Managing Heterogeneous Spatial Data with Analysis Ready Cloud Optimized formats
10-18, 11:35– (Pacific/Auckland), Te Iringa

Presenting a project using ARCO formats (Zarr and GeoParquet) to manage varied data from different organisations


This presentation describes the use of Analysis Ready Cloud Optimised (ARCO) formats for efficiently managing spatial data from different sources with varying formats, structures, and sizes. The techniques presented here were developed in the context of building a fit-for-purpose Data Management System for the Great Barrier Reef as part of the Australian Government’s Reef 2050 Integrated Monitoring and Reporting Program (RIMReP). For this project, there was the need to assimilate several datasets managed independently by different organisations, and to make them available with a common structure while trying to optimise for efficiency in the most common patterns of accessing the data.

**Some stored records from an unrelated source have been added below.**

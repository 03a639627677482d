use std::fmt;

use once_cell::sync::Lazy;
use regex::Regex;
use serde::Serialize;

#[derive(Debug, Clone, Copy, PartialEq, Eq, Serialize)]
#[serde(rename_all = "snake_case")]
pub enum InvocationErrorKind {
    Authentication,
    RateLimited,
    ContentPolicy,
    Failed,
}

/// Which user-facing operation an invocation belonged to.
#[derive(Debug, Clone, Copy, PartialEq, Eq)]
pub enum Operation {
    Extraction,
    Generation,
}

const AUTH_MARKERS: &[&str] = &[
    "authentication",
    "unauthenticated",
    "unauthorized",
    "invalid api",
    "invalid token",
];
const RATE_LIMIT_MARKERS: &[&str] = &["rate limit", "rate_limit", "too many requests", "throttl"];
const CONTENT_POLICY_MARKERS: &[&str] = &[
    "content policy",
    "content_policy",
    "safety",
    "nsfw",
    "sensitive",
    "moderation",
    "flagged",
];

static STATUS_401_RE: Lazy<Regex> =
    Lazy::new(|| Regex::new(r"\b(?:status|code|http)(?: code)?[ :=]*401\b").unwrap());

/// Single place where status codes and provider error text are turned into
/// an error kind.
pub fn classify_error(status: Option<u16>, message: &str) -> InvocationErrorKind {
    let lowered = message.to_lowercase();

    if matches!(status, Some(401) | Some(403))
        || (status.is_none() && STATUS_401_RE.is_match(&lowered))
        || AUTH_MARKERS.iter().any(|marker| lowered.contains(marker))
    {
        return InvocationErrorKind::Authentication;
    }
    if status == Some(429) || RATE_LIMIT_MARKERS.iter().any(|marker| lowered.contains(marker)) {
        return InvocationErrorKind::RateLimited;
    }
    if CONTENT_POLICY_MARKERS
        .iter()
        .any(|marker| lowered.contains(marker))
    {
        return InvocationErrorKind::ContentPolicy;
    }
    InvocationErrorKind::Failed
}

impl InvocationErrorKind {
    pub fn is_retryable(self) -> bool {
        matches!(self, InvocationErrorKind::RateLimited | InvocationErrorKind::Failed)
    }

    pub fn http_status(self) -> u16 {
        match self {
            InvocationErrorKind::Authentication => 401,
            InvocationErrorKind::RateLimited => 429,
            InvocationErrorKind::ContentPolicy => 400,
            InvocationErrorKind::Failed => 502,
        }
    }

    pub fn user_message(self, operation: Operation) -> &'static str {
        match (self, operation) {
            (InvocationErrorKind::Authentication, _) => {
                "Invalid API key. Please check your Replicate API key."
            }
            (InvocationErrorKind::RateLimited, _) => {
                "Rate limit exceeded. Please wait a moment and try again."
            }
            (InvocationErrorKind::ContentPolicy, Operation::Extraction) => {
                "The image could not be analyzed due to content policy."
            }
            (InvocationErrorKind::ContentPolicy, Operation::Generation) => {
                "Image could not be generated due to content policy. Try adjusting your prompt."
            }
            (InvocationErrorKind::Failed, Operation::Extraction) => {
                "Failed to extract style. Please try again."
            }
            (InvocationErrorKind::Failed, Operation::Generation) => {
                "Failed to generate image. Please try again."
            }
        }
    }
}

impl fmt::Display for InvocationErrorKind {
    fn fmt(&self, f: &mut fmt::Formatter<'_>) -> fmt::Result {
        let label = match self {
            InvocationErrorKind::Authentication => "authentication",
            InvocationErrorKind::RateLimited => "rate_limited",
            InvocationErrorKind::ContentPolicy => "content_policy",
            InvocationErrorKind::Failed => "failed",
        };
        f.write_str(label)
    }
}

#[derive(Debug, Clone, PartialEq, Eq, thiserror::Error)]
#[error("{kind} invocation error (status={status:?}): {message}")]
pub struct InvocationError {
    pub kind: InvocationErrorKind,
    pub status: Option<u16>,
    pub message: String,
}

impl InvocationError {
    pub fn classify(status: Option<u16>, message: impl Into<String>) -> Self {
        let message = message.into();
        InvocationError {
            kind: classify_error(status, &message),
            status,
            message,
        }
    }

    pub fn failed(message: impl Into<String>) -> Self {
        InvocationError {
            kind: InvocationErrorKind::Failed,
            status: None,
            message: message.into(),
        }
    }

    pub fn is_retryable(&self) -> bool {
        self.kind.is_retryable()
    }
}

#[cfg(test)]
mod tests {
    use super::*;

    #[test]
    fn classifies_by_status_first() {
        assert_eq!(classify_error(Some(401), ""), InvocationErrorKind::Authentication);
        assert_eq!(classify_error(Some(429), "slow down"), InvocationErrorKind::RateLimited);
        assert_eq!(classify_error(Some(500), "boom"), InvocationErrorKind::Failed);
    }

    #[test]
    fn classifies_by_message_text() {
        assert_eq!(
            classify_error(None, "Invalid API token provided"),
            InvocationErrorKind::Authentication
        );
        assert_eq!(
            classify_error(None, "Request failed with status 401"),
            InvocationErrorKind::Authentication
        );
        assert_eq!(
            classify_error(None, "You hit the Rate Limit"),
            InvocationErrorKind::RateLimited
        );
        assert_eq!(
            classify_error(Some(422), "NSFW content detected"),
            InvocationErrorKind::ContentPolicy
        );
        assert_eq!(
            classify_error(None, "flagged by safety checker"),
            InvocationErrorKind::ContentPolicy
        );
    }

    #[test]
    fn digits_in_request_urls_are_not_auth_failures() {
        let message = "Replicate request error: error sending request for url \
                       (https://api.replicate.com/v1/predictions/x401abc)";
        assert_eq!(classify_error(None, message), InvocationErrorKind::Failed);
        assert!(InvocationError::classify(None, message).is_retryable());
        assert_eq!(
            classify_error(Some(500), "upstream returned status 401"),
            InvocationErrorKind::Failed
        );
        assert_eq!(
            classify_error(None, "HTTP status code: 401"),
            InvocationErrorKind::Authentication
        );
    }

    #[test]
    fn generic_content_word_is_not_a_policy_violation() {
        assert_eq!(
            classify_error(Some(500), "failed to read content length"),
            InvocationErrorKind::Failed
        );
    }

    #[test]
    fn only_transient_kinds_are_retryable() {
        assert!(InvocationErrorKind::Failed.is_retryable());
        assert!(InvocationErrorKind::RateLimited.is_retryable());
        assert!(!InvocationErrorKind::ContentPolicy.is_retryable());
        assert!(!InvocationErrorKind::Authentication.is_retryable());
    }

    #[test]
    fn maps_kinds_to_statuses() {
        assert_eq!(InvocationErrorKind::Authentication.http_status(), 401);
        assert_eq!(InvocationErrorKind::RateLimited.http_status(), 429);
        assert_eq!(InvocationErrorKind::ContentPolicy.http_status(), 400);
        assert_eq!(InvocationErrorKind::Failed.http_status(), 502);
    }
}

The presentation will focus on our design of two main general structures for raster and tabular data, based on Zarr and GeoParquet respectively, and discuss how these structures were designed to optimise access to the data while maintaining a consistent framework. We will provide case-by-case examples of how these structures were tweaked according to the needs of each particular dataset, as well as our plans for the future and our experience of what did and didn't work, as a way of sharing knowledge about the use of ARCO formats for efficiently managing spatial data.

Computer scientist, did a PhD in machine learning, I've now put that aside for a while to dabble in the field of geospatial data. New to most concepts here but enthusiastic to learn and to contribute!